The turmoil at the top of what had once been an icon of American industrial innovation comes as the company plans to cede its business to its longtime Japanese partner. Under a deal announced in January, Fujifilm will own just over half of Xerox’s business. The companies intend to cut $1.7 billion in costs over the next several years and trim thousands of jobs at their joint venture.

But the deal ran into heavy opposition from Mr. Icahn and Mr. Deason, who say it undervalues Xerox’s assets. They have also accused Mr. Jacobson of rushing to strike a deal with Fujifilm to keep his job.

Xerox initially defended the deal. But last week a New York state court temporarily blocked it, saying Mr. Jacobson had sought to seal a pact with Fujifilm even though Xerox had told him to stop and said it was seeking to replace him.

Xerox said on Tuesday that it reached an agreement with Mr. Icahn and Mr. Deason to resolve a proxy challenge they had mounted to unseat Xerox’s leadership, as well as litigation against the company and its directors.

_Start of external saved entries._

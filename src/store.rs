//! Key-value persistence following the XDG Base Directory layout.
//!
//! Saved locations, the alarm timing preference and the alarm state are each
//! stored under their own key. The file backend keeps one file per key in
//! `$XDG_STATE_HOME/sunrise-alarm/{namespace}`, where the namespace is:
//! - `default` for the default configuration directory
//! - `custom_<hash>` for a custom configuration directory (via `--config`)

use std::collections::HashMap;
use std::fs::{self, File};
use std::io::Write;
use std::path::{Path, PathBuf};
use std::sync::Mutex;

use fs2::FileExt;

use crate::common::constants::{APP_DIR_NAME, STORE_LOCK_FILE};
use crate::common::utils::private_path;

#[derive(Debug, thiserror::Error)]
pub enum StoreError {
    #[error("storage I/O failed for {path}: {source}")]
    Io {
        path: String,
        #[source]
        source: std::io::Error,
    },

    #[error("could not encode or decode stored value for '{key}': {message}")]
    Encoding { key: String, message: String },
}

/// Minimal string key-value storage.
pub trait KeyValueStore: Send + Sync {
    fn get(&self, key: &str) -> Result<Option<String>, StoreError>;

    fn set(&self, key: &str, value: &str) -> Result<(), StoreError>;

    fn remove(&self, key: &str) -> Result<(), StoreError>;

    /// Block until this process holds the store exclusively.
    ///
    /// Stores private to one process need no lock and keep this default.
    fn lock_exclusive(&self) -> Result<StoreLock, StoreError> {
        Ok(StoreLock::unshared())
    }
}

/// Exclusive hold on a store shared between processes, released on drop.
pub struct StoreLock {
    _file: Option<File>,
}

impl StoreLock {
    /// A lock that excludes nothing.
    pub fn unshared() -> Self {
        Self { _file: None }
    }
}

/// Read a JSON value stored under `key`.
pub fn get_json<T: serde::de::DeserializeOwned>(
    store: &dyn KeyValueStore,
    key: &str,
) -> Result<Option<T>, StoreError> {
    match store.get(key)? {
        Some(raw) => serde_json::from_str(&raw)
            .map(Some)
            .map_err(|e| StoreError::Encoding {
                key: key.to_string(),
                message: e.to_string(),
            }),
        None => Ok(None),
    }
}

/// Store `value` as JSON under `key`.
pub fn set_json<T: serde::Serialize>(
    store: &dyn KeyValueStore,
    key: &str,
    value: &T,
) -> Result<(), StoreError> {
    let raw = serde_json::to_string(value).map_err(|e| StoreError::Encoding {
        key: key.to_string(),
        message: e.to_string(),
    })?;
    store.set(key, &raw)
}

/// One file per key inside a state directory.
pub struct FileStore {
    dir: PathBuf,
}

impl FileStore {
    pub fn new(dir: PathBuf) -> Self {
        Self { dir }
    }

    /// Open the store for the given configuration directory (None = default).
    pub fn for_config_dir(config_dir: Option<&Path>) -> anyhow::Result<Self> {
        Ok(Self::new(get_state_dir(config_dir)?))
    }

    pub fn dir(&self) -> &Path {
        &self.dir
    }

    fn path_for(&self, key: &str) -> PathBuf {
        self.dir.join(key)
    }

    fn io_error(path: &Path, source: std::io::Error) -> StoreError {
        StoreError::Io {
            path: private_path(path),
            source,
        }
    }
}

impl KeyValueStore for FileStore {
    fn get(&self, key: &str) -> Result<Option<String>, StoreError> {
        let path = self.path_for(key);
        match fs::read_to_string(&path) {
            Ok(content) => Ok(Some(content)),
            Err(e) if e.kind() == std::io::ErrorKind::NotFound => Ok(None),
            Err(e) => Err(Self::io_error(&path, e)),
        }
    }

    fn set(&self, key: &str, value: &str) -> Result<(), StoreError> {
        fs::create_dir_all(&self.dir).map_err(|e| Self::io_error(&self.dir, e))?;

        // Write to a sibling temp file and rename so readers never see a torn value
        let path = self.path_for(key);
        let mut file =
            tempfile::NamedTempFile::new_in(&self.dir).map_err(|e| Self::io_error(&self.dir, e))?;
        file.write_all(value.as_bytes())
            .map_err(|e| Self::io_error(&path, e))?;
        file.persist(&path)
            .map_err(|e| Self::io_error(&path, e.error))?;
        Ok(())
    }

    fn remove(&self, key: &str) -> Result<(), StoreError> {
        let path = self.path_for(key);
        match fs::remove_file(&path) {
            Ok(()) => Ok(()),
            Err(e) if e.kind() == std::io::ErrorKind::NotFound => Ok(()),
            Err(e) => Err(Self::io_error(&path, e)),
        }
    }

    fn lock_exclusive(&self) -> Result<StoreLock, StoreError> {
        fs::create_dir_all(&self.dir).map_err(|e| Self::io_error(&self.dir, e))?;

        let path = self.path_for(STORE_LOCK_FILE);
        let file = fs::OpenOptions::new()
            .write(true)
            .create(true)
            .truncate(false)
            .open(&path)
            .map_err(|e| Self::io_error(&path, e))?;
        file.lock_exclusive().map_err(|e| Self::io_error(&path, e))?;

        Ok(StoreLock { _file: Some(file) })
    }
}

/// In-process storage, used by tests and as a fallback when no state directory exists.
#[derive(Default)]
pub struct MemoryStore {
    values: Mutex<HashMap<String, String>>,
}

impl MemoryStore {
    pub fn new() -> Self {
        Self::default()
    }
}

impl KeyValueStore for MemoryStore {
    fn get(&self, key: &str) -> Result<Option<String>, StoreError> {
        let values = self.values.lock().unwrap_or_else(|e| e.into_inner());
        Ok(values.get(key).cloned())
    }

    fn set(&self, key: &str, value: &str) -> Result<(), StoreError> {
        let mut values = self.values.lock().unwrap_or_else(|e| e.into_inner());
        values.insert(key.to_string(), value.to_string());
        Ok(())
    }

    fn remove(&self, key: &str) -> Result<(), StoreError> {
        let mut values = self.values.lock().unwrap_or_else(|e| e.into_inner());
        values.remove(key);
        Ok(())
    }
}

/// Get the state directory for a given configuration directory.
pub fn get_state_dir(config_dir: Option<&Path>) -> anyhow::Result<PathBuf> {
    let state_home = std::env::var("XDG_STATE_HOME")
        .map(PathBuf::from)
        .unwrap_or_else(|_| {
            dirs::home_dir()
                .unwrap_or_else(|| PathBuf::from("/tmp"))
                .join(".local/state")
        });

    let namespace = match config_dir {
        None => "default".to_string(),
        Some(path) => {
            let default_config = dirs::config_dir().map(|dir| dir.join(APP_DIR_NAME));
            if default_config.as_deref() == Some(path) {
                "default".to_string()
            } else {
                get_state_namespace(path)
            }
        }
    };

    Ok(state_home.join(APP_DIR_NAME).join(namespace))
}

/// Generate a stable namespace for a custom config directory.
fn get_state_namespace(config_path: &Path) -> String {
    let canonical = config_path
        .canonicalize()
        .unwrap_or_else(|_| config_path.to_path_buf());

    // SHA256 truncated to 16 chars is stable across runs and unique enough
    let hash = sha256::digest(canonical.to_string_lossy().as_bytes());
    format!("custom_{}", &hash[..16])
}

#[cfg(test)]
mod tests {
    use super::*;
    use serial_test::serial;
    use std::time::Duration;
    use tempfile::tempdir;

    #[test]
    fn test_file_store_round_trip_and_remove() {
        let dir = tempdir().unwrap();
        let store = FileStore::new(dir.path().join("state"));

        assert_eq!(store.get("alarm_timing").unwrap(), None);
        store.set("alarm_timing", "after").unwrap();
        assert_eq!(store.get("alarm_timing").unwrap().as_deref(), Some("after"));

        store.set("alarm_timing", "before").unwrap();
        assert_eq!(store.get("alarm_timing").unwrap().as_deref(), Some("before"));

        store.remove("alarm_timing").unwrap();
        assert_eq!(store.get("alarm_timing").unwrap(), None);
        // Removing a missing key is fine
        store.remove("alarm_timing").unwrap();
    }

    #[test]
    fn test_file_store_lock_excludes_other_handles() {
        let dir = tempdir().unwrap();
        let store = FileStore::new(dir.path().join("state"));
        let other = FileStore::new(dir.path().join("state"));

        let held = store.lock_exclusive().unwrap();
        let (tx, rx) = std::sync::mpsc::channel();
        let waiter = std::thread::spawn(move || {
            let _lock = other.lock_exclusive().unwrap();
            tx.send(()).unwrap();
        });

        assert!(rx.recv_timeout(Duration::from_millis(100)).is_err());
        drop(held);
        rx.recv_timeout(Duration::from_secs(5)).unwrap();
        waiter.join().unwrap();
        assert!(dir.path().join("state").join(STORE_LOCK_FILE).exists());
    }

    #[test]
    fn test_json_helpers_report_key_on_bad_data() {
        let store = MemoryStore::new();
        store.set("saved_locations", "{not json").unwrap();

        let err = get_json::<Vec<String>>(&store, "saved_locations").unwrap_err();
        assert!(err.to_string().contains("saved_locations"));
    }

    #[test]
    fn test_json_helpers_round_trip() {
        let store = MemoryStore::new();
        set_json(&store, "numbers", &vec![1, 2, 3]).unwrap();
        let numbers: Option<Vec<i32>> = get_json(&store, "numbers").unwrap();
        assert_eq!(numbers, Some(vec![1, 2, 3]));
    }

    #[test]
    #[serial]
    fn test_state_dir_namespaces() {
        let state_home = tempdir().unwrap();
        // SAFETY: serialized with other environment-touching tests
        unsafe { std::env::set_var("XDG_STATE_HOME", state_home.path()) };

        let default_dir = get_state_dir(None).unwrap();
        assert_eq!(default_dir, state_home.path().join("sunrise-alarm/default"));

        let custom = tempdir().unwrap();
        let custom_dir = get_state_dir(Some(custom.path())).unwrap();
        let namespace = custom_dir.file_name().unwrap().to_string_lossy().to_string();
        assert!(namespace.starts_with("custom_"));
        assert_eq!(namespace.len(), "custom_".len() + 16);

        // Stable across calls
        assert_eq!(get_state_dir(Some(custom.path())).unwrap(), custom_dir);

        unsafe { std::env::remove_var("XDG_STATE_HOME") };
    }
}
//! HTTP transport used to reach the remote sunrise source.

use std::time::Duration;

use anyhow::Context;
use async_trait::async_trait;
use reqwest::Url;

use crate::error::AlarmError;

/// Fetches a URL and returns the response body as text.
///
/// Implementations map connectivity problems, timeouts and non-success HTTP
/// statuses to [`AlarmError::Transport`]. An empty body is returned as-is; the
/// resolver decides what that means.
#[async_trait]
pub trait HttpTransport: Send + Sync {
    async fn get(&self, url: &Url) -> Result<String, AlarmError>;
}

/// `reqwest`-backed transport with a per-request timeout.
pub struct ReqwestTransport {
    client: reqwest::Client,
}

impl ReqwestTransport {
    pub fn new(timeout: Duration) -> anyhow::Result<Self> {
        let client = reqwest::Client::builder()
            .timeout(timeout)
            .user_agent(concat!("sunrise-alarm/", env!("CARGO_PKG_VERSION")))
            .build()
            .context("Failed to build HTTP client")?;
        Ok(Self { client })
    }
}

#[async_trait]
impl HttpTransport for ReqwestTransport {
    async fn get(&self, url: &Url) -> Result<String, AlarmError> {
        let response = self
            .client
            .get(url.clone())
            .send()
            .await
            .map_err(|e| AlarmError::Transport(describe_reqwest_error(&e)))?;

        let status = response.status();
        if !status.is_success() {
            return Err(AlarmError::Transport(format!("HTTP {status}")));
        }

        response
            .text()
            .await
            .map_err(|e| AlarmError::Transport(describe_reqwest_error(&e)))
    }
}

fn describe_reqwest_error(error: &reqwest::Error) -> String {
    if error.is_timeout() {
        "request timed out".to_string()
    } else if error.is_connect() {
        format!("connection failed: {error}")
    } else {
        error.to_string()
    }
}
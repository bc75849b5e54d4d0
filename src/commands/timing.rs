//! `timing` command: show or change which side of sunrise the alarm fires on.

use anyhow::Result;

use super::AppContext;
use crate::common::utils::format_offset_minutes;
use crate::registry::AlarmTiming;

pub fn handle_timing_command(ctx: &AppContext, timing: Option<AlarmTiming>) -> Result<()> {
    let Some(timing) = timing else {
        let current = ctx.registry.alarm_timing();
        log_block_start!(
            "Alarm timing: {} ({})",
            current.label(),
            format_offset_minutes(current.offset_minutes())
        );
        return Ok(());
    };

    ctx.registry.set_alarm_timing(timing)?;
    log_block_start!("Alarm timing set to {}", timing.label());

    // The armed alarm keeps its fire instant until it is recomputed
    if ctx.scheduler.status().state.enabled {
        log_indented!("Run 'sunrise-alarm refresh' to reschedule the armed alarm");
    }
    Ok(())
}
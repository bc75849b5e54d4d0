//! Wire format of the sunrise source.
//!
//! ```json
//! {
//!   "results": {
//!     "sunrise": "2024-03-10T06:15:30+00:00",
//!     "sunset": "2024-03-10T18:02:11+00:00",
//!     "solar_noon": "...", "day_length": 42401,
//!     "civil_twilight_begin": "...", "...": "..."
//!   },
//!   "status": "OK"
//! }
//! ```
//!
//! Only `status` and `results.sunrise` are read; every other field is ignored.

use serde::Deserialize;

use crate::common::constants::UPSTREAM_STATUS_OK;
use crate::error::AlarmError;

#[derive(Debug, Deserialize)]
struct Envelope {
    status: String,
    #[serde(default)]
    results: serde_json::Value,
}

#[derive(Debug, Deserialize)]
struct SunriseResults {
    sunrise: String,
}

/// Decode a response body and return the raw sunrise timestamp.
pub fn extract_sunrise(body: &str) -> Result<String, AlarmError> {
    if body.trim().is_empty() {
        return Err(AlarmError::EmptyResponse);
    }

    let envelope: Envelope =
        serde_json::from_str(body).map_err(|e| AlarmError::Decode(e.to_string()))?;

    if envelope.status != UPSTREAM_STATUS_OK {
        return Err(AlarmError::Decode(format!(
            "upstream reported status {}",
            envelope.status
        )));
    }

    let results: SunriseResults = serde_json::from_value(envelope.results)
        .map_err(|e| AlarmError::Decode(format!("results: {e}")))?;

    Ok(results.sunrise)
}
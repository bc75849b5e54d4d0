//! Shared constants and small helpers used across the crate.

pub mod constants;
pub mod utils;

The company had approached Fujifilm about amending the deal, it said, but the Japanese company has not yet responded with any potential change in terms. Fujifilm officials could not immediately be reached for comment.

Xerox’s board “determined that an immediate resolution of the pending litigation and proxy contest is in the best interest of our company and all stakeholders,” the company said in its statement. “This agreement will help ensure that Xerox and its employees will be able to continue to focus on serving customers and building on the company’s financial and operational performance.”

Under the deal announced on Tuesday, Keith Cozza, chief executive of Mr. Icahn’s main investment vehicle, is expected to become chairman. John Visentin, an adviser to Mr. Icahn in his dispute with Xerox, will become chief executive. Both will join the board, replacing the departing directors, and the company will appoint four additional directors.